» **Task**
Take each line of the data that contains the string "display" and copy it.

Collected data entries
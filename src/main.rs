//! Rampdeck CLI
//!
//! Command-line interface for rendering audio through a playback session.

use anyhow::{Context, Result};
use clap::Parser;
use tracing::info;
use tracing_subscriber::EnvFilter;

use rampdeck::cli::commands::{self, RenderOptions};
use rampdeck::cli::{Cli, Commands};

fn main() -> Result<()> {
    let cli = Cli::parse();

    let default_level = if cli.verbose { "debug" } else { "info" };
    tracing_subscriber::fmt()
        .with_env_filter(
            EnvFilter::try_from_default_env().unwrap_or_else(|_| EnvFilter::new(default_level)),
        )
        .with_target(false)
        .init();

    info!("Rampdeck v{}", env!("CARGO_PKG_VERSION"));

    match cli.command {
        Some(cmd) => handle_command(cmd),
        None => {
            println!("Rampdeck v{}", env!("CARGO_PKG_VERSION"));
            println!("Use --help for available commands");
            Ok(())
        }
    }
}

fn handle_command(cmd: Commands) -> Result<()> {
    match cmd {
        Commands::Render {
            input,
            output,
            config,
            tempo,
            gain,
            filter,
            cutoff,
            q,
            max_seconds,
        } => {
            let options = RenderOptions {
                config,
                tempo,
                gain,
                filter,
                cutoff,
                q,
                max_seconds,
            };
            commands::render(&input, &output, &options)
                .with_context(|| format!("rendering {} failed", input.display()))
        }
        Commands::RampPreview {
            initial,
            factor,
            window_ms,
            tick_ms,
            every,
        } => commands::ramp_preview(&initial, factor, window_ms, tick_ms, every)
            .context("ramp preview failed"),
        Commands::Tone {
            output,
            frequency,
            duration,
            sample_rate,
        } => commands::tone(&output, frequency, duration, sample_rate)
            .with_context(|| format!("writing {} failed", output.display())),
        Commands::Config { output } => {
            commands::config(output.as_deref()).context("writing config failed")
        }
    }
}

» **Completed exercise**
                .with_context(|| format!("rendering {} failed", input.display()))
            .with_context(|| format!("writing {} failed", output.display())),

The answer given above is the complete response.